##### DATA SECTION #####
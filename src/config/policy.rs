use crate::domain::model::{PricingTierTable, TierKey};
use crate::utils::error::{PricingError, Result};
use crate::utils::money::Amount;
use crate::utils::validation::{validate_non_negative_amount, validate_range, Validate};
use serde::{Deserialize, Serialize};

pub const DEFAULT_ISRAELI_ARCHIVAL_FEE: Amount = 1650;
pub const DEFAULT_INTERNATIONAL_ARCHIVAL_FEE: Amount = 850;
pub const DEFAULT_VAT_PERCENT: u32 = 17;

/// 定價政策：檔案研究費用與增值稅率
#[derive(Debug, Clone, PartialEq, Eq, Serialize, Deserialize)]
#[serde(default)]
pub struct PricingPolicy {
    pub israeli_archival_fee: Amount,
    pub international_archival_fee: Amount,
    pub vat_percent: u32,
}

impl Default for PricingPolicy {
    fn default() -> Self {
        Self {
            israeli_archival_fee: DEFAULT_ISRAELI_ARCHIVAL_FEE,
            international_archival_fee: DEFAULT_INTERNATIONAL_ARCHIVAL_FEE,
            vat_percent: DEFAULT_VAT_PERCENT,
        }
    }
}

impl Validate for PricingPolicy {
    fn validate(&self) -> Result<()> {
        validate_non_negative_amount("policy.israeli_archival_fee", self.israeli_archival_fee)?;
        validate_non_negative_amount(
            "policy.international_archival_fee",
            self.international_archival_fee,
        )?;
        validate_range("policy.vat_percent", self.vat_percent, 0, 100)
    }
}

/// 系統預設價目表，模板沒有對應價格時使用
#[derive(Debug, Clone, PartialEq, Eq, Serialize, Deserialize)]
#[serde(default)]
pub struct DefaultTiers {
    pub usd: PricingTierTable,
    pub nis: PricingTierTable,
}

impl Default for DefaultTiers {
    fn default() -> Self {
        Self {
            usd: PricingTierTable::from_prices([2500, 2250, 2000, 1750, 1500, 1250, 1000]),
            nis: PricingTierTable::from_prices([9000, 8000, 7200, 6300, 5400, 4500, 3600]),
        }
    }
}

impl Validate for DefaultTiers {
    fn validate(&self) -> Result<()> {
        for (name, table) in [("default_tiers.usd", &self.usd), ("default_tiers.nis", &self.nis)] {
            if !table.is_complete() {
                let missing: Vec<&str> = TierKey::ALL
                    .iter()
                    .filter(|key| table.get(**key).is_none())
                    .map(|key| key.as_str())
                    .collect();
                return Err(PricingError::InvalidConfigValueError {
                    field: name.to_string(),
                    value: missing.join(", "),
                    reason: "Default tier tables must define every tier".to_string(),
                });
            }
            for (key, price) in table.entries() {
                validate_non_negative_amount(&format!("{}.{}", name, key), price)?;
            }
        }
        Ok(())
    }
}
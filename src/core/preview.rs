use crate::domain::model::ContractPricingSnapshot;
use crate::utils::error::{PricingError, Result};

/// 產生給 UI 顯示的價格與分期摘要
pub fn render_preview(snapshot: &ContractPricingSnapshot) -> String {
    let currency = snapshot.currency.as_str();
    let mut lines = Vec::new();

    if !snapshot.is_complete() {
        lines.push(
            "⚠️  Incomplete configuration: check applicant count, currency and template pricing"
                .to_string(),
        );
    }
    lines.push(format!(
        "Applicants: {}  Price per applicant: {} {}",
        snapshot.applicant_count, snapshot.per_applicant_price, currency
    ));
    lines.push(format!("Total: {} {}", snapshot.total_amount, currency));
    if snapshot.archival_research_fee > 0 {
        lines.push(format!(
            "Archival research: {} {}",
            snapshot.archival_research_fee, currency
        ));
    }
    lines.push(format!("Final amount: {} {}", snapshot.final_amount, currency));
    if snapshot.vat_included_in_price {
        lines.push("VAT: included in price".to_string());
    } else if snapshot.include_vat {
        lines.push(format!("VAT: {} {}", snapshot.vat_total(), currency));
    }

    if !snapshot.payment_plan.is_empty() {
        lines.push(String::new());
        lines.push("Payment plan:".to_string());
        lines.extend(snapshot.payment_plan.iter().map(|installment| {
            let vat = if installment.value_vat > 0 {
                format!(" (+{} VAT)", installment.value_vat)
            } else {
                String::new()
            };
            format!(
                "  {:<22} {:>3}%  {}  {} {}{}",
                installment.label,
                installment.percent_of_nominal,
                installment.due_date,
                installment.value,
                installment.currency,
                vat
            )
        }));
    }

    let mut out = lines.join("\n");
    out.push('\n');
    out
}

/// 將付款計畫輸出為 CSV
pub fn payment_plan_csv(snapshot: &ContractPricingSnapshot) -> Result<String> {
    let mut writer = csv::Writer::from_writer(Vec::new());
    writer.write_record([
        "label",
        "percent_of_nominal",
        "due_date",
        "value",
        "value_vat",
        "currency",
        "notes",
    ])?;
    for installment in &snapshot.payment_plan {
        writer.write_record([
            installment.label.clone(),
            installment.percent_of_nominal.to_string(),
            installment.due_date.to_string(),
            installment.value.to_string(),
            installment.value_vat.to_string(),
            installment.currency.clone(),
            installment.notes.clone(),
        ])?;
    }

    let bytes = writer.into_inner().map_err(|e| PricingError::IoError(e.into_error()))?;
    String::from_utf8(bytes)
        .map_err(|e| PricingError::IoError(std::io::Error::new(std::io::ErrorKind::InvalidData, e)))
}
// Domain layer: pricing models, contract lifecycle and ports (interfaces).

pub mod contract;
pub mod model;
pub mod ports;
#####
*WHAT IS REQUIRED*.
The full set of records is to be written out once more, word for word.

*RESPONSE TO THIS TASK*.
filename src/config/policy.rs
use crate::domain::model::{PricingTierTable, TierKey};
use crate::utils::error::{PricingError, Result};
use crate::utils::money::Amount;
use crate::utils::validation::{validate_non_negative_amount, validate_range, Validate};
use serde::{Deserialize, Serialize};

pub const DEFAULT_ISRAELI_ARCHIVAL_FEE: Amount = 1650;
pub const DEFAULT_INTERNATIONAL_ARCHIVAL_FEE: Amount = 850;
pub const DEFAULT_VAT_PERCENT: u32 = 17;

/// 定價政策：檔案研究費用與增值稅率
#[derive(Debug, Clone, PartialEq, Eq, Serialize, Deserialize)]
#[serde(default)]
pub struct PricingPolicy {
    pub israeli_archival_fee: Amount,
    pub international_archival_fee: Amount,
    pub vat_percent: u32,
}

impl Default for PricingPolicy {
    fn default() -> Self {
        Self {
            israeli_archival_fee: DEFAULT_ISRAELI_ARCHIVAL_FEE,
            international_archival_fee: DEFAULT_INTERNATIONAL_ARCHIVAL_FEE,
            vat_percent: DEFAULT_VAT_PERCENT,
        }
    }
}

impl Validate for PricingPolicy {
    fn validate(&self) -> Result<()> {
        validate_non_negative_amount("policy.israeli_archival_fee", self.israeli_archival_fee)?;
        validate_non_negative_amount(
            "policy.international_archival_fee",
            self.international_archival_fee,
        )?;
        validate_range("policy.vat_percent", self.vat_percent, 0, 100)
    }
}

/// 系統預設價目表，模板沒有對應價格時使用
#[derive(Debug, Clone, PartialEq, Eq, Serialize, Deserialize)]
#[serde(default)]
pub struct DefaultTiers {
    pub usd: PricingTierTable,
    pub nis: PricingTierTable,
}

impl Default for DefaultTiers {
    fn default() -> Self {
        Self {
            usd: PricingTierTable::from_prices([2500, 2250, 2000, 1750, 1500, 1250, 1000]),
            nis: PricingTierTable::from_prices([9000, 8000, 7200, 6300, 5400, 4500, 3600]),
        }
    }
}

impl Validate for DefaultTiers {
    fn validate(&self) -> Result<()> {
        for (name, table) in [("default_tiers.usd", &self.usd), ("default_tiers.nis", &self.nis)] {
            if !table.is_complete() {
                let missing: Vec<&str> = TierKey::ALL
                    .iter()
                    .filter(|key| table.get(**key).is_none())
                    .map(|key| key.as_str())
                    .collect();
                return Err(PricingError::InvalidConfigValueError {
                    field: name.to_string(),
                    value: missing.join(", "),
                    reason: "Default tier tables must define every tier".to_string(),
                });
            }
            for (key, price) in table.entries() {
                validate_non_negative_amount(&format!("{}.{}", name, key), price)?;
            }
        }
        Ok(())
    }
}
filename src/core/preview.rs
use crate::domain::model::ContractPricingSnapshot;
use crate::utils::error::{PricingError, Result};

/// 產生給 UI 顯示的價格與分期摘要
pub fn render_preview(snapshot: &ContractPricingSnapshot) -> String {
    let currency = snapshot.currency.as_str();
    let mut lines = Vec::new();

    if !snapshot.is_complete() {
        lines.push(
            "⚠️  Incomplete configuration: check applicant count, currency and template pricing"
                .to_string(),
        );
    }
    lines.push(format!(
        "Applicants: {}  Price per applicant: {} {}",
        snapshot.applicant_count, snapshot.per_applicant_price, currency
    ));
    lines.push(format!("Total: {} {}", snapshot.total_amount, currency));
    if snapshot.archival_research_fee > 0 {
        lines.push(format!(
            "Archival research: {} {}",
            snapshot.archival_research_fee, currency
        ));
    }
    lines.push(format!("Final amount: {} {}", snapshot.final_amount, currency));
    if snapshot.vat_included_in_price {
        lines.push("VAT: included in price".to_string());
    } else if snapshot.include_vat {
        lines.push(format!("VAT: {} {}", snapshot.vat_total(), currency));
    }

    if !snapshot.payment_plan.is_empty() {
        lines.push(String::new());
        lines.push("Payment plan:".to_string());
        lines.extend(snapshot.payment_plan.iter().map(|installment| {
            let vat = if installment.value_vat > 0 {
                format!(" (+{} VAT)", installment.value_vat)
            } else {
                String::new()
            };
            format!(
                "  {:<22} {:>3}%  {}  {} {}{}",
                installment.label,
                installment.percent_of_nominal,
                installment.due_date,
                installment.value,
                installment.currency,
                vat
            )
        }));
    }

    let mut out = lines.join("\n");
    out.push('\n');
    out
}

/// 將付款計畫輸出為 CSV
pub fn payment_plan_csv(snapshot: &ContractPricingSnapshot) -> Result<String> {
    let mut writer = csv::Writer::from_writer(Vec::new());
    writer.write_record([
        "label",
        "percent_of_nominal",
        "due_date",
        "value",
        "value_vat",
        "currency",
        "notes",
    ])?;
    for installment in &snapshot.payment_plan {
        writer.write_record([
            installment.label.clone(),
            installment.percent_of_nominal.to_string(),
            installment.due_date.to_string(),
            installment.value.to_string(),
            installment.value_vat.to_string(),
            installment.currency.clone(),
            installment.notes.clone(),
        ])?;
    }

    let bytes = writer.into_inner().map_err(|e| PricingError::IoError(e.into_error()))?;
    String::from_utf8(bytes)
        .map_err(|e| PricingError::IoError(std::io::Error::new(std::io::ErrorKind::InvalidData, e)))
}
// Domain layer: pricing models, contract lifecycle and ports (interfaces).

pub mod contract;
pub mod model;
pub mod ports;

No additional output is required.